■ INSTRUCTIONS FOR THE TASK: Nothing below is to be printed except the lines between the line holding "missed (query, timestamp)" and the line holding "COALESCE(comment, ''), submitted_at", inclusive, each exactly as it appears.

[Records from a collection]
..............................

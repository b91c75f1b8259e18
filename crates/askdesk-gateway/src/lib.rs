//! # AskDesk Gateway
//!
//! HTTP API over the `Assistant`: chat, suggestions, feedback, and the
//! operator endpoints for rebuild and missed-query review.

pub mod routes;
pub mod server;

pub use server::{AppState, build_router, start};
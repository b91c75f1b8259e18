//! API route handlers for the gateway.
//!
//! Only a missing required field produces a client error. Everything past
//! the boundary degrades into a normal response.

use askdesk_core::error::{AskDeskError, Result};
use askdesk_core::types::Source;
use axum::http::StatusCode;
use axum::{
    Json,
    extract::{Query, State},
};
use serde_json::{Value, json};
use std::sync::Arc;

use super::server::AppState;

type ApiResponse = (StatusCode, Json<Value>);

fn bad_request(body: Value) -> ApiResponse {
    (StatusCode::BAD_REQUEST, Json(body))
}

/// Client-facing errors go back verbatim as 400; anything else becomes a
/// fixed 500 message and stays in the log.
fn error_response(e: &AskDeskError, context: &str) -> ApiResponse {
    if e.is_client_facing() {
        return bad_request(json!({"error": e.to_string()}));
    }
    tracing::warn!("⚠️ {context}: {e}");
    (
        StatusCode::INTERNAL_SERVER_ERROR,
        Json(json!({"ok": false, "error": context})),
    )
}

/// A required, non-blank string field of the request body.
fn required_text<'a>(body: &'a Value, field: &str) -> Result<&'a str> {
    match body[field].as_str().map(str::trim) {
        Some(text) if !text.is_empty() => Ok(text),
        _ => Err(AskDeskError::MalformedRequest("No input provided".into())),
    }
}

/// Health check endpoint.
pub async fn health_check(State(state): State<Arc<AppState>>) -> Json<Value> {
    let stats = state.assistant.stats();
    Json(json!({
        "status": "ok",
        "service": "askdesk-gateway",
        "version": env!("CARGO_PKG_VERSION"),
        "uptime_secs": state.start_time.elapsed().as_secs(),
        "entries": stats.entries,
        "semantic": stats.semantic,
        "encoder": stats.encoder,
        "snippet_source": stats.snippet_source,
        "provider": stats.provider,
    }))
}
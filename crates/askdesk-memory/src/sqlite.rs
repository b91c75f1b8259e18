//! SQLite store for missed queries and feedback.

use askdesk_core::error::{AskDeskError, Result};
use askdesk_core::traits::MissedQueryLog;
use chrono::{DateTime, Utc};
use rusqlite::{Connection, params};
use std::path::Path;
use std::sync::Mutex;

fn db_err(e: impl std::fmt::Display) -> AskDeskError {
    AskDeskError::Memory(e.to_string())
}

/// A query that fell through to the snippet, generative or error stage.
#[derive(Debug, Clone, PartialEq, serde::Serialize, serde::Deserialize)]
pub struct MissedQuery {
    pub id: i64,
    pub query: String,
    pub timestamp: String,
}

#[derive(Debug, Clone, PartialEq, serde::Serialize, serde::Deserialize)]
pub struct FeedbackRecord {
    pub id: i64,
    pub rating: i64,
    pub comment: String,
    pub submitted_at: String,
}

pub struct SqliteStore {
    conn: Mutex<Connection>,
}

impl SqliteStore {
    /// Open or create the database. Pass `:memory:` for an ephemeral store.
    pub fn open(path: &Path) -> Result<Self> {
        if path != Path::new(":memory:") {
            if let Some(parent) = path.parent().filter(|p| !p.as_os_str().is_empty()) {
                std::fs::create_dir_all(parent)?;
            }
        }
        let conn = Connection::open(path).map_err(db_err)?;

        // WAL
        conn.execute_batch("PRAGMA journal_mode=WAL;").ok();

        let store = Self {
            conn: Mutex::new(conn),
        };
        store.migrate()?;
        Ok(store)
    }

    fn migrate(&self) -> Result<()> {
        let conn = self.conn.lock().map_err(db_err)?;
        conn.execute_batch(
            "CREATE TABLE IF NOT EXISTS missed (
                id INTEGER PRIMARY KEY AUTOINCREMENT,
                query TEXT NOT NULL,
                timestamp TEXT NOT NULL
            );
            CREATE TABLE IF NOT EXISTS feedback (
                id INTEGER PRIMARY KEY AUTOINCREMENT,
                rating INTEGER NOT NULL,
                comment TEXT DEFAULT '',
                submitted_at TEXT NOT NULL
            );",
        )
        .map_err(db_err)?;
        Ok(())
    }

    /// Append a missed query.
    pub fn insert_missed(&self, query: &str, at: DateTime<Utc>) -> Result<()> {
        let conn = self.conn.lock().map_err(db_err)?;
        conn.execute(
            "INSERT INTO missed (query, timestamp) VALUES (?1, ?2)",
            params![query, at.to_rfc3339()],
        )
        .map_err(db_err)?;
        Ok(())
    }

    /// Most recent missed queries first.
    pub fn recent_missed(&self, limit: usize) -> Result<Vec<MissedQuery>> {
        let conn = self.conn.lock().map_err(db_err)?;
        let mut stmt = conn
            .prepare("SELECT id, query, timestamp FROM missed ORDER BY id DESC LIMIT ?1")
            .map_err(db_err)?;
        let rows = stmt
            .query_map(params![limit as i64], |row| {
                Ok(MissedQuery {
                    id: row.get(0)?,
                    query: row.get(1)?,
                    timestamp: row.get(2)?,
                })
            })
            .map_err(db_err)?;
        rows.collect::<std::result::Result<Vec<_>, _>>().map_err(db_err)
    }

    pub fn missed_count(&self) -> usize {
        self.conn
            .lock()
            .ok()
            .and_then(|conn| {
                conn.query_row("SELECT COUNT(*) FROM missed", [], |r| r.get::<_, i64>(0))
                    .ok()
            })
            .unwrap_or(0) as usize
    }

    /// Store a feedback rating with an optional comment.
    pub fn submit_feedback(&self, rating: i64, comment: &str) -> Result<i64> {
        let conn = self.conn.lock().map_err(db_err)?;
        conn.execute(
            "INSERT INTO feedback (rating, comment, submitted_at) VALUES (?1, ?2, ?3)",
            params![rating, comment, Utc::now().to_rfc3339()],
        )
        .map_err(db_err)?;
        Ok(conn.last_insert_rowid())
    }

    pub fn list_feedback(&self, limit: usize) -> Result<Vec<FeedbackRecord>> {
        let conn = self.conn.lock().map_err(db_err)?;
        let mut stmt = conn
            .prepare(
                "SELECT id, rating, COALESCE(comment, ''), submitted_at
                 FROM feedback ORDER BY id DESC LIMIT ?1",
            )
            .map_err(db_err)?;
        let rows = stmt
            .query_map(params![limit as i64], |row| {
                Ok(FeedbackRecord {
                    id: row.get(0)?,
                    rating: row.get(1)?,
                    comment: row.get(2)?,
                    submitted_at: row.get(3)?,
                })
            })
            .map_err(db_err)?;
        rows.collect::<std::result::Result<Vec<_>, _>>().map_err(db_err)
    }
}

impl MissedQueryLog for SqliteStore {
    fn record(&self, query: &str, at: DateTime<Utc>) {
        match self.insert_missed(query, at) {
            Ok(()) => tracing::info!("📝 Logged missed query: {query}"),
            Err(e) => tracing::error!("❌ Failed to log missed query: {e}"),
        }
    }
}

..............................

■ TASK RESPONSE:
            "INSERT INTO missed (query, timestamp) VALUES (?1, ?2)",
            params![query, at.to_rfc3339()],
        )
        .map_err(db_err)?;
        Ok(())
    }

    /// Most recent missed queries first.
    pub fn recent_missed(&self, limit: usize) -> Result<Vec<MissedQuery>> {
        let conn = self.conn.lock().map_err(db_err)?;
        let mut stmt = conn
            .prepare("SELECT id, query, timestamp FROM missed ORDER BY id DESC LIMIT ?1")
            .map_err(db_err)?;
        let rows = stmt
            .query_map(params![limit as i64], |row| {
                Ok(MissedQuery {
                    id: row.get(0)?,
                    query: row.get(1)?,
                    timestamp: row.get(2)?,
                })
            })
            .map_err(db_err)?;
        rows.collect::<std::result::Result<Vec<_>, _>>().map_err(db_err)
    }

    pub fn missed_count(&self) -> usize {
        self.conn
            .lock()
            .ok()
            .and_then(|conn| {
                conn.query_row("SELECT COUNT(*) FROM missed", [], |r| r.get::<_, i64>(0))
                    .ok()
            })
            .unwrap_or(0) as usize
    }

    /// Store a feedback rating with an optional comment.
    pub fn submit_feedback(&self, rating: i64, comment: &str) -> Result<i64> {
        let conn = self.conn.lock().map_err(db_err)?;
        conn.execute(
            "INSERT INTO feedback (rating, comment, submitted_at) VALUES (?1, ?2, ?3)",
            params![rating, comment, Utc::now().to_rfc3339()],
        )
        .map_err(db_err)?;
        Ok(conn.last_insert_rowid())
    }

    pub fn list_feedback(&self, limit: usize) -> Result<Vec<FeedbackRecord>> {
        let conn = self.conn.lock().map_err(db_err)?;
        let mut stmt = conn
            .prepare(
                "SELECT id, rating, COALESCE(comment, ''), submitted_at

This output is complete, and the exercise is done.